Let us look at the economy. This year the Venezuelan GDP will drop more than 10%, the highest drop in Latin America. Inflation will be close to 30%, the highest in Latin America. Unemployment is at 22%, the largest in Latin America. Foreign investment is down more than 60%. Industrial output is the lowest in the last 30 years. Thousands of companies have closed their doors. Exchange controls have been in place all year, bringing economic activity to a virtual standstill. International reserves are sharply up, to the level of some USD $22 billion, at the expense of normal economic activity in the country. Poverty has increased to include a terrifying 85% of the population. Petroleum derived income decreased 25% during the year. National debt has doubled in the last five years and the internal debt has increased by a factor of six during the same period. The Venezuelan banks now have some 65% of their financial portfolio represented by government debt, a very dangerous situation.
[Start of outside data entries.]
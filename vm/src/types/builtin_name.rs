use std::fmt;

use serde::{Deserialize, Serialize};

/// Name of a cairo builtin, spelled as it appears in compiled programs.
#[derive(Serialize, Deserialize, Debug, PartialEq, Copy, Clone, Eq, Hash, PartialOrd, Ord)]
#[allow(non_camel_case_types)]
pub enum BuiltinName {
    output,
    pedersen,
    range_check,
    ecdsa,
    bitwise,
    ec_op,
    poseidon,
    segment_arena,
}

const SUFFIX: &str = "_builtin";

/// The canonical builtin order. A program's `builtins` must be a subsequence of it.
pub const BUILTIN_ORDER: [BuiltinName; 8] = [
    BuiltinName::output,
    BuiltinName::pedersen,
    BuiltinName::range_check,
    BuiltinName::ecdsa,
    BuiltinName::bitwise,
    BuiltinName::ec_op,
    BuiltinName::poseidon,
    BuiltinName::segment_arena,
];

impl BuiltinName {
    /// ```
    /// # use cairo_rs_vm::types::builtin_name::BuiltinName;
    /// assert_eq!(BuiltinName::poseidon.to_str(), "poseidon");
    /// ```
    pub fn to_str(self) -> &'static str {
        match self {
            BuiltinName::output => "output",
            BuiltinName::pedersen => "pedersen",
            BuiltinName::range_check => "range_check",
            BuiltinName::ecdsa => "ecdsa",
            BuiltinName::bitwise => "bitwise",
            BuiltinName::ec_op => "ec_op",
            BuiltinName::poseidon => "poseidon",
            BuiltinName::segment_arena => "segment_arena",
        }
    }

    /// The name with a `_builtin` suffix, as used by hint variables
    /// (`range_check_builtin`, `ecdsa_builtin`).
    pub fn to_str_with_suffix(self) -> &'static str {
        match self {
            BuiltinName::output => "output_builtin",
            BuiltinName::pedersen => "pedersen_builtin",
            BuiltinName::range_check => "range_check_builtin",
            BuiltinName::ecdsa => "ecdsa_builtin",
            BuiltinName::bitwise => "bitwise_builtin",
            BuiltinName::ec_op => "ec_op_builtin",
            BuiltinName::poseidon => "poseidon_builtin",
            BuiltinName::segment_arena => "segment_arena_builtin",
        }
    }

    // `Display` prints the suffixed form, so this stays an inherent method.
    #[allow(clippy::should_implement_trait)]
    pub fn from_str(name: &str) -> Option<Self> {
        BUILTIN_ORDER
            .iter()
            .copied()
            .find(|builtin| builtin.to_str() == name)
    }

    /// ```
    /// # use cairo_rs_vm::types::builtin_name::BuiltinName;
    /// assert_eq!(BuiltinName::from_str_with_suffix("ec_op_builtin"), Some(BuiltinName::ec_op));
    /// assert_eq!(BuiltinName::from_str_with_suffix("ec_op"), None);
    /// ```
    pub fn from_str_with_suffix(suffixed: &str) -> Option<Self> {
        suffixed
            .strip_suffix(SUFFIX)
            .and_then(BuiltinName::from_str)
    }
}

impl fmt::Display for BuiltinName {
    fn fmt(&self, f: &mut fmt::Formatter<'_>) -> fmt::Result {
        self.to_str_with_suffix().fmt(f)
    }
}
The main and only profitable State owned company, Petroleos de Venezuela (PDVSA), has had the worst year in history and is now in a very fragile organizational and economic situation, after losing 50% of its technical and managerial work force. Venezuelan exports have dropped some 40% during the year, while imports have decreased more than 60%, due to the inefficiency of the imposed exchange controls. New car sales are down 55%. The construction industry has almost completely disappeared. Tourism is down more than 55%, both tourism coming into the country and tourism by Venezuelans going abroad. Probably the only two economic activities which have improved have been the sale of lottery tickets and the sale of liquor, as Venezuelans are desperately trying to get some quick money or, else, to forget they are growing poorer by the minute. The Venezuelan currency, for the first time in history, is worth less than the Colombian peso.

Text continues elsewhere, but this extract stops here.